He hopes to “make them better all around.”
Hosch isn’t trying to undermine the teens’ coaches, but he wants to give them what he didn’t have — a positive male role model and a different type of athletic training.
“I want them to get scholarships to school. I’ve done everything they want to do. I had scholarships; it’s their turn,” he said.
Hosch said he didn’t feel as though college was for him, but he has plans to help these teens continue to higher education.
Kelly said he’s also learned some wrestling maneuvers from Hosch that he hasn’t learned yet in school. Hosch helped improve his stance, Kelly said.
Working out hard
When the teens recently hit the gym with Hosch, there was little down time as he pushed them to their breaking point. When one person finished burpees or up/downs, another was using resistance bands to perform shots or wrestling take-downs.
“I’m doing it to make them better. I want them to improve,” Hosch said.
He said it makes him feel good to see them accomplish their goals.
Hosch believes this is what he’s supposed to do in life, “improve the lives of others.”
Taylor said he’s improved in wrestling. “I think I got quicker ... more endurance. This training helps me last longer on the mat,” he said.

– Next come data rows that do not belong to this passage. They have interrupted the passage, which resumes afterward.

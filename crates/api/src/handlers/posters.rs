//! Handler listing the public posters directory.

use axum::extract::State;
use axum::Json;
use serde::Serialize;

use crate::gallery;
use crate::state::AppState;

#[derive(Debug, Serialize)]
pub struct PosterList {
    pub images: Vec<String>,
    #[serde(skip_serializing_if = "Option::is_none")]
    pub error: Option<String>,
}

/// GET /api/posters
///
/// Always answers 200; an unreadable directory yields an empty list plus
/// the I/O error message.
pub async fn list(State(state): State<AppState>) -> Json<PosterList> {
    match gallery::list_posters(&state.config.posters_dir).await {
        Ok(images) => Json(PosterList {
            images,
            error: None,
        }),
        Err(err) => {
            tracing::warn!(
                dir = %state.config.posters_dir.display(),
                error = %err,
                "Failed to list posters",
            );
            Json(PosterList {
                images: Vec::new(),
                error: Some(err.to_string()),
            })
        }
    }
}
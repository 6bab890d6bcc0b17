use axum::http::StatusCode;
use axum::response::{IntoResponse, Response};
use catposter_core::error::CoreError;
use catposter_elevenlabs::TtsError;
use catposter_pipeline::PipelineError;
use serde_json::json;

/// Application-level error type for HTTP handlers.
///
/// Wraps [`CoreError`] for domain errors and adds HTTP-specific variants.
/// Implements [`IntoResponse`] to produce consistent JSON error responses of
/// the form `{ "error", "code", "details"? }`.
#[derive(Debug, thiserror::Error)]
pub enum AppError {
    /// A domain-level error from `catposter_core`.
    #[error(transparent)]
    Core(#[from] CoreError),

    /// A bad request with a human-readable message.
    #[error("Bad request: {0}")]
    BadRequest(String),

    /// A required upstream credential is missing from the server config.
    #[error("Not configured: {0}")]
    NotConfigured(&'static str),

    /// The model answered without an image even after the retry.
    #[error("No image returned")]
    NoImage { details: Option<String> },

    /// Poster generation failed at the transport or API level.
    #[error("Generation failed: {0}")]
    GenerationFailed(String),

    /// Speech synthesis failed at the transport level.
    #[error("Speech synthesis failed: {0}")]
    SpeechFailed(String),

    /// An upstream provider answered with a non-2xx status.
    #[error("{message}: {details}")]
    UpstreamRejected { message: &'static str, details: String },

    /// An internal error with a human-readable message.
    #[error("Internal error: {0}")]
    InternalError(String),
}

/// Convenience type alias for handler return values.
pub type AppResult<T> = Result<T, AppError>;

impl From<PipelineError> for AppError {
    fn from(err: PipelineError) -> Self {
        match err {
            PipelineError::NoImage { details } => AppError::NoImage { details },
            PipelineError::Model(err) => AppError::GenerationFailed(err.to_string()),
        }
    }
}

impl From<TtsError> for AppError {
    fn from(err: TtsError) -> Self {
        match err {
            TtsError::ApiError { status, body } => {
                let details = if body.trim().is_empty() {
                    StatusCode::from_u16(status)
                        .ok()
                        .and_then(|s| s.canonical_reason())
                        .map(str::to_string)
                        .unwrap_or_else(|| status.to_string())
                } else {
                    body
                };
                AppError::UpstreamRejected {
                    message: "TTS request failed",
                    details,
                }
            }
            TtsError::Request(err) => AppError::SpeechFailed(err.to_string()),
        }
    }
}

impl IntoResponse for AppError {
    fn into_response(self) -> Response {
        let (status, code, message, details) = match self {
            AppError::Core(CoreError::Validation(msg)) => {
                (StatusCode::BAD_REQUEST, "VALIDATION_ERROR", msg, None)
            }

            // --- HTTP-specific errors ---
            AppError::BadRequest(msg) => (StatusCode::BAD_REQUEST, "BAD_REQUEST", msg, None),
            AppError::NotConfigured(msg) => {
                tracing::error!(error = msg, "Server misconfiguration");
                (
                    StatusCode::INTERNAL_SERVER_ERROR,
                    "CONFIGURATION_ERROR",
                    msg.to_string(),
                    None,
                )
            }

            // --- Upstream errors ---
            AppError::NoImage { details } => (
                StatusCode::BAD_GATEWAY,
                "NO_IMAGE",
                "No image returned".to_string(),
                Some(details.map_or(serde_json::Value::Null, serde_json::Value::String)),
            ),
            AppError::GenerationFailed(details) => {
                tracing::error!(error = %details, "Poster generation failed");
                (
                    StatusCode::INTERNAL_SERVER_ERROR,
                    "GENERATION_FAILED",
                    "Failed to generate image".to_string(),
                    Some(details.into()),
                )
            }
            AppError::SpeechFailed(details) => {
                tracing::error!(error = %details, "Speech synthesis failed");
                (
                    StatusCode::INTERNAL_SERVER_ERROR,
                    "SPEECH_FAILED",
                    "Failed to synthesize speech".to_string(),
                    Some(details.into()),
                )
            }
            AppError::UpstreamRejected { message, details } => {
                tracing::warn!(error = message, details = %details, "Upstream rejected request");
                (
                    StatusCode::BAD_GATEWAY,
                    "UPSTREAM_ERROR",
                    message.to_string(),
                    Some(details.into()),
                )
            }

            AppError::InternalError(msg) => {
                tracing::error!(error = %msg, "Internal error");
                (
                    StatusCode::INTERNAL_SERVER_ERROR,
                    "INTERNAL_ERROR",
                    "An internal error occurred".to_string(),
                    None,
                )
            }
        };

        let mut body = json!({
            "error": message,
            "code": code,
        });
        if let Some(details) = details {
            body["details"] = details;
        }

        (status, axum::Json(body)).into_response()
    }
}
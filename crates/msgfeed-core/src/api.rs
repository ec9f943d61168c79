use async_trait::async_trait;
use reqwest::Client;
use serde::{Deserialize, Serialize};

use crate::error::FeedError;
use crate::message::{parse_payload, Payload};

const UNKNOWN_ERROR: &str = "Невідома помилка";

/// Where the feed view gets its messages from.
#[async_trait]
pub trait MessageSource: Send + Sync {
    /// `GET /messages?limit=<limit>`
    async fn fetch_messages(&self, limit: u32) -> Result<Payload, FeedError>;

    /// `POST /messages` with a new message text.
    async fn post_message(&self, text: &str) -> Result<(), FeedError>;
}

#[derive(Serialize)]
struct NewMessage<'a> {
    text: &'a str,
}

#[derive(Deserialize)]
struct PostReply {
    #[serde(default)]
    success: bool,
    #[serde(default)]
    error: Option<String>,
}

/// HTTP client for the messages API.
#[derive(Clone)]
pub struct MessagesApi {
    client: Client,
    base_url: String,
}

impl MessagesApi {
    pub fn new(base_url: &str) -> Self {
        Self {
            client: Client::new(),
            base_url: base_url.trim_end_matches('/').to_string(),
        }
    }

    pub fn base_url(&self) -> &str {
        &self.base_url
    }

    fn messages_url(&self) -> String {
        format!("{}/messages", self.base_url)
    }
}

#[async_trait]
impl MessageSource for MessagesApi {
    async fn fetch_messages(&self, limit: u32) -> Result<Payload, FeedError> {
        let response = self
            .client
            .get(self.messages_url())
            .query(&[("limit", limit)])
            .send()
            .await?;

        if !response.status().is_success() {
            return Err(FeedError::HttpStatus(response.status().as_u16()));
        }

        let body = response.text().await?;
        parse_payload(&body)
    }

    async fn post_message(&self, text: &str) -> Result<(), FeedError> {
        let response = self
            .client
            .post(self.messages_url())
            .json(&NewMessage { text })
            .send()
            .await?;

        if !response.status().is_success() {
            return Err(FeedError::HttpStatus(response.status().as_u16()));
        }

        let body = response.text().await?;
        let reply: PostReply = serde_json::from_str(&body)?;

        if reply.success {
            Ok(())
        } else {
            Err(FeedError::ServerReported(
                reply
                    .error
                    .filter(|e| !e.is_empty())
                    .unwrap_or_else(|| UNKNOWN_ERROR.to_string()),
            ))
        }
    }
}
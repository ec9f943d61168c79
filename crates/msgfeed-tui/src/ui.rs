use ratatui::{
    Frame,
    layout::{Constraint, Layout, Margin, Rect},
    style::{Color, Modifier, Style, Stylize},
    text::{Line, Span},
    widgets::{Block, Borders, Clear, Paragraph, Scrollbar, ScrollbarOrientation, ScrollbarState, Wrap},
};
use tokio::time::Instant;

use msgfeed_core::feed::{EMPTY_TEXT, ERROR_HEADLINE, LIMIT_OPTIONS, LOADING_TEXT, RETRY_LABEL};
use msgfeed_core::{ContainerContent, Theme, ThemeAttribute};

use crate::app::{App, InputMode};

/// Terminal color for a theme attribute. Unparseable values fall back to
/// the terminal's own color.
fn theme_color(theme: &Theme, attribute: ThemeAttribute) -> Color {
    theme
        .rgb(attribute)
        .map(|(r, g, b)| Color::Rgb(r, g, b))
        .unwrap_or(Color::Reset)
}

pub fn render(app: &mut App, frame: &mut Frame) {
    let area = frame.area();
    let theme = app.view.theme().clone();

    frame.render_widget(
        Block::default().style(
            Style::default()
                .bg(theme_color(&theme, ThemeAttribute::Background))
                .fg(theme_color(&theme, ThemeAttribute::Text)),
        ),
        area,
    );

    // Main layout: header, body, footer
    let [header_area, body_area, footer_area] = Layout::vertical([
        Constraint::Length(1),
        Constraint::Min(0),
        Constraint::Length(1),
    ])
    .areas(area);

    // Standalone runs keep a margin around the feed; an expanded host view
    // uses the whole body
    let body_area = if app.view.is_expanded() {
        body_area
    } else {
        body_area.inner(Margin {
            vertical: 0,
            horizontal: 1,
        })
    };

    render_header(app, &theme, frame, header_area);
    render_container(app, &theme, frame, body_area);
    render_footer(app, &theme, frame, footer_area);

    if app.input_mode == InputMode::Composing {
        render_compose(app, &theme, frame, area);
    }
}

fn render_header(app: &App, theme: &Theme, frame: &mut Frame, area: Rect) {
    let hint = Style::default().fg(theme_color(theme, ThemeAttribute::Hint));

    let mut spans = vec![
        Span::styled(" Повідомлення ", Style::default().fg(theme_color(theme, ThemeAttribute::Link)).bold()),
        Span::styled(format!("v{}", env!("CARGO_PKG_VERSION")), hint),
    ];
    if let Some(status) = app.view.status() {
        spans.push(Span::raw("  "));
        spans.push(Span::styled(status.to_string(), hint));
    }

    let header = Paragraph::new(Line::from(spans))
        .style(Style::default().bg(theme_color(theme, ThemeAttribute::SecondaryBackground)));
    frame.render_widget(header, area);
}

/// Lines making up the feed container for the given content.
pub fn container_lines(content: &ContainerContent, theme: &Theme, animation_frame: u8) -> Vec<Line<'static>> {
    let text = Style::default().fg(theme_color(theme, ThemeAttribute::Text));
    let hint = Style::default().fg(theme_color(theme, ThemeAttribute::Hint));
    let button = Style::default()
        .bg(theme_color(theme, ThemeAttribute::ButtonBackground))
        .fg(theme_color(theme, ThemeAttribute::ButtonText));

    match content {
        ContainerContent::Loading => {
            // Animate the trailing ellipsis
            let base = LOADING_TEXT.trim_end_matches('.');
            let dots = ".".repeat(animation_frame as usize + 1);
            vec![Line::from(Span::styled(format!("{}{}", base, dots), hint))]
        }
        ContainerContent::Empty => vec![Line::from(Span::styled(EMPTY_TEXT, hint))],
        ContainerContent::Failed { detail } => vec![
            Line::from(Span::styled(ERROR_HEADLINE, Style::default().fg(Color::Red).bold())),
            Line::from(Span::styled(detail.clone(), hint)),
            Line::default(),
            Line::from(vec![
                Span::styled(" Enter ", button.add_modifier(Modifier::BOLD)),
                Span::styled(format!(" {} ", RETRY_LABEL), button),
            ]),
        ],
        ContainerContent::Messages(cards) => {
            let mut lines = Vec::new();
            for card in cards {
                // Message text is shown verbatim, one terminal line per text line
                for text_line in card.text.lines() {
                    lines.push(Line::from(Span::styled(text_line.to_string(), text)));
                }
                if let Some(label) = card.time_label.as_deref().filter(|l| !l.is_empty()) {
                    lines.push(Line::from(Span::styled(label.to_string(), hint.add_modifier(Modifier::ITALIC))));
                }
                lines.push(Line::default()); // Empty line between messages
            }
            lines
        }
    }
}

/// Rows the lines occupy once wrapped to `width`.
pub fn wrapped_line_count(lines: &[Line<'_>], width: u16) -> u16 {
    let rows = Paragraph::new(lines.to_vec())
        .wrap(Wrap { trim: false })
        .line_count(width);
    u16::try_from(rows).unwrap_or(u16::MAX)
}

fn render_container(app: &mut App, theme: &Theme, frame: &mut Frame, area: Rect) {
    let count = app.view.content().cards().len();
    let title = if count > 0 {
        format!(" Повідомлення ({}) ", count)
    } else {
        " Повідомлення ".to_string()
    };

    let block = Block::default()
        .borders(Borders::ALL)
        .border_style(Style::default().fg(theme_color(theme, ThemeAttribute::Hint)))
        .title(title);

    let inner_area = block.inner(area);
    app.content_height = inner_area.height;

    let lines = container_lines(app.view.content(), theme, app.animation_frame);
    app.total_content_lines = wrapped_line_count(&lines, inner_area.width);
    app.content_scroll = app
        .content_scroll
        .min(app.total_content_lines.saturating_sub(app.content_height));

    let paragraph = Paragraph::new(lines)
        .block(block)
        .wrap(Wrap { trim: false })
        .scroll((app.content_scroll, 0));

    frame.render_widget(paragraph, area);

    if app.total_content_lines > app.content_height {
        let scrollbar = Scrollbar::new(ScrollbarOrientation::VerticalRight)
            .begin_symbol(Some("^"))
            .end_symbol(Some("v"));

        let mut scrollbar_state = ScrollbarState::new(app.total_content_lines as usize)
            .position(app.content_scroll as usize);

        frame.render_stateful_widget(
            scrollbar,
            area.inner(Margin {
                vertical: 1,
                horizontal: 0,
            }),
            &mut scrollbar_state,
        );
    }
}

fn render_footer(app: &App, theme: &Theme, frame: &mut Frame, area: Rect) {
    let key_style = Style::default().bg(Color::DarkGray).fg(Color::White);
    let label_style = Style::default().fg(theme_color(theme, ThemeAttribute::Text));
    let button = Style::default()
        .bg(theme_color(theme, ThemeAttribute::ButtonBackground))
        .fg(theme_color(theme, ThemeAttribute::ButtonText));

    let refresh_style = if app.view.is_refresh_highlighted(Instant::now()) {
        button.add_modifier(Modifier::REVERSED)
    } else {
        button
    };

    let mut spans = vec![Span::styled(format!(" {} ", app.view.state().refresh_label()), refresh_style)];

    // Limit selector
    spans.push(Span::raw(" "));
    for option in LIMIT_OPTIONS {
        let style = if option == app.view.limit() {
            button.add_modifier(Modifier::BOLD)
        } else {
            label_style
        };
        spans.push(Span::styled(format!(" {} ", option), style));
    }

    spans.extend(vec![
        Span::raw(" "),
        Span::styled(" r ", key_style),
        Span::styled(" refresh ", label_style),
        Span::styled(" [/] ", key_style),
        Span::styled(" limit ", label_style),
        Span::styled(" n ", key_style),
        Span::styled(" new ", label_style),
        Span::styled(" q ", key_style),
        Span::styled(" quit ", label_style),
    ]);

    frame.render_widget(Paragraph::new(Line::from(spans)), area);
}

fn render_compose(app: &App, theme: &Theme, frame: &mut Frame, area: Rect) {
    // Calculate popup size and position (centered)
    let popup_width = 60.min(area.width.saturating_sub(4));
    let popup_height = 6;

    let popup_x = (area.width.saturating_sub(popup_width)) / 2;
    let popup_y = (area.height.saturating_sub(popup_height)) / 2;

    let popup_area = Rect::new(popup_x, popup_y, popup_width, popup_height.min(area.height));

    // Clear the area behind the popup
    frame.render_widget(Clear, popup_area);

    let block = Block::default()
        .borders(Borders::ALL)
        .border_style(Style::default().fg(theme_color(theme, ThemeAttribute::Link)))
        .title(" Нове повідомлення (Enter - надіслати, Esc - скасувати) ");

    let inner = block.inner(popup_area);
    frame.render_widget(block, popup_area);
    if inner.height == 0 {
        return;
    }

    let input_area = Rect::new(inner.x, inner.y, inner.width, 1);
    frame.render_widget(Paragraph::new(app.compose_input.as_str()), input_area);

    let cursor_x = app.compose_cursor.min(input_area.width as usize) as u16;
    frame.set_cursor_position((input_area.x + cursor_x, input_area.y));

    let status = if app.view.is_submitting() {
        Some(Span::styled("Надсилання...", Style::default().fg(theme_color(theme, ThemeAttribute::Hint))))
    } else {
        app.view
            .submit_error()
            .map(|e| Span::styled(e.to_string(), Style::default().fg(Color::Red)))
    };

    if let Some(status) = status {
        if inner.height > 2 {
            let status_area = Rect::new(inner.x, inner.y + 2, inner.width, 1);
            frame.render_widget(Paragraph::new(Line::from(status)), status_area);
        }
    }
}

#[cfg(test)]
mod tests {
    use super::*;
    use msgfeed_core::MessageCard;
    use ratatui::{backend::TestBackend, Terminal};

    fn line_text(line: &Line) -> String {
        line.spans.iter().map(|s| s.content.as_ref()).collect()
    }

    fn card(text: &str, time_label: Option<&str>) -> MessageCard {
        MessageCard {
            text: text.to_string(),
            time_label: time_label.map(str::to_string),
        }
    }

    #[test]
    fn test_cards_render_in_order_with_labels() {
        let content = ContainerContent::Messages(vec![
            card("перше", Some("Сьогодні, 10:30")),
            card("<b>друге</b>", None),
        ]);
        let lines: Vec<String> = container_lines(&content, &Theme::default(), 0)
            .iter()
            .map(line_text)
            .collect();

        assert_eq!(lines, vec!["перше", "Сьогодні, 10:30", "", "<b>друге</b>", ""]);
    }

    #[test]
    fn test_placeholders() {
        let theme = Theme::default();

        let empty = container_lines(&ContainerContent::Empty, &theme, 0);
        assert_eq!(empty.len(), 1);
        assert_eq!(line_text(&empty[0]), "Повідомлень поки немає");

        let loading = container_lines(&ContainerContent::Loading, &theme, 2);
        assert_eq!(line_text(&loading[0]), "Завантаження...");
    }

    #[test]
    fn test_error_block_has_detail_and_retry() {
        let content = ContainerContent::Failed {
            detail: "Сервер повернув помилку: 500".to_string(),
        };
        let lines: Vec<String> = container_lines(&content, &Theme::default(), 0)
            .iter()
            .map(line_text)
            .collect();

        assert_eq!(lines[0], "Не вдалося завантажити повідомлення");
        assert!(lines[1].contains("500"));
        assert!(lines[3].contains("Спробувати ще раз"));
    }

    #[test]
    fn test_scroll_extent_counts_wrapped_rows() {
        let long = "слово ".repeat(12);
        let content = ContainerContent::Messages(vec![card(long.trim_end(), None)]);
        let lines = container_lines(&content, &Theme::default(), 0);
        assert_eq!(lines.len(), 2);

        let rows = wrapped_line_count(&lines, 20);
        assert!(rows >= 4, "expected the text to wrap, got {} rows", rows);
        assert!(rows as usize > lines.len());
        assert_eq!(wrapped_line_count(&lines, 200), 2);
    }

    #[test]
    fn test_theme_color_fallback() {
        let theme = Theme::default();
        assert_eq!(
            theme_color(&theme, ThemeAttribute::Link),
            Color::Rgb(0x24, 0x81, 0xcc)
        );
    }

    #[test]
    fn test_container_renders_into_terminal() {
        use msgfeed_core::{FeedViewConfig, MessageFeedView, MessagesApi};
        use std::sync::Arc;

        let view = MessageFeedView::new(
            Arc::new(MessagesApi::new("http://127.0.0.1:9")),
            FeedViewConfig::default(),
        );
        let mut app = App::new(view, None, None);

        let mut terminal = Terminal::new(TestBackend::new(80, 12)).unwrap();
        terminal.draw(|frame| render(&mut app, frame)).unwrap();

        let screen: String = terminal
            .backend()
            .buffer()
            .content
            .iter()
            .map(|cell| cell.symbol())
            .collect();

        assert!(screen.contains("Завантаження"));
        assert!(screen.contains("Оновлюється") || screen.contains("🔄"));
        assert_eq!(app.content_height, 8);
    }
}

It’s Taylor’s first year in wrestling, and he began football in November.
Not only has working with the teens changed the way they see their sport and given them a good influence, it’s changed Hosch, who has wrestled since middle school.
“It’s what I want to do. It allows me to be more positive. I’m able to be a more positive influence. It helps me stay focused on what I’m doing,” Hosch said.
Hosch said helping the teens helps him improve his life.
He attends their wrestling matches, cheering them on from the stands.
“It makes me feel good to see him in the stands,” Kelly said.
Kelly, Tillman, Hitchens and Taylor returned the gesture when they made a trip to Richmond, Va., to see Hosch in a fight.
“I want to mentor these kids because a lot of their parents work, and some have kids who are rebellious,” Hosch said.
Hosch feels as though he can relate to the teens as an athlete.
“I want to change the perception. I made it, and I want to help here. I want to put my energy back into this community,” he said.
Hosch wants to take advantage of the success he’s found and use his knowledge to help others.
“I’m not perfect, but I know some stuff,” he said with a smile.
Hosch is appreciative of the Forum for letting him use the space, but in order to be consistent with the teens and involve more athletes, he says he’ll need his own facility. He’s making strides to open his own gym, but the process has been a slow one. He hopes others in the community will support and back him on giving these teens a positive outlet.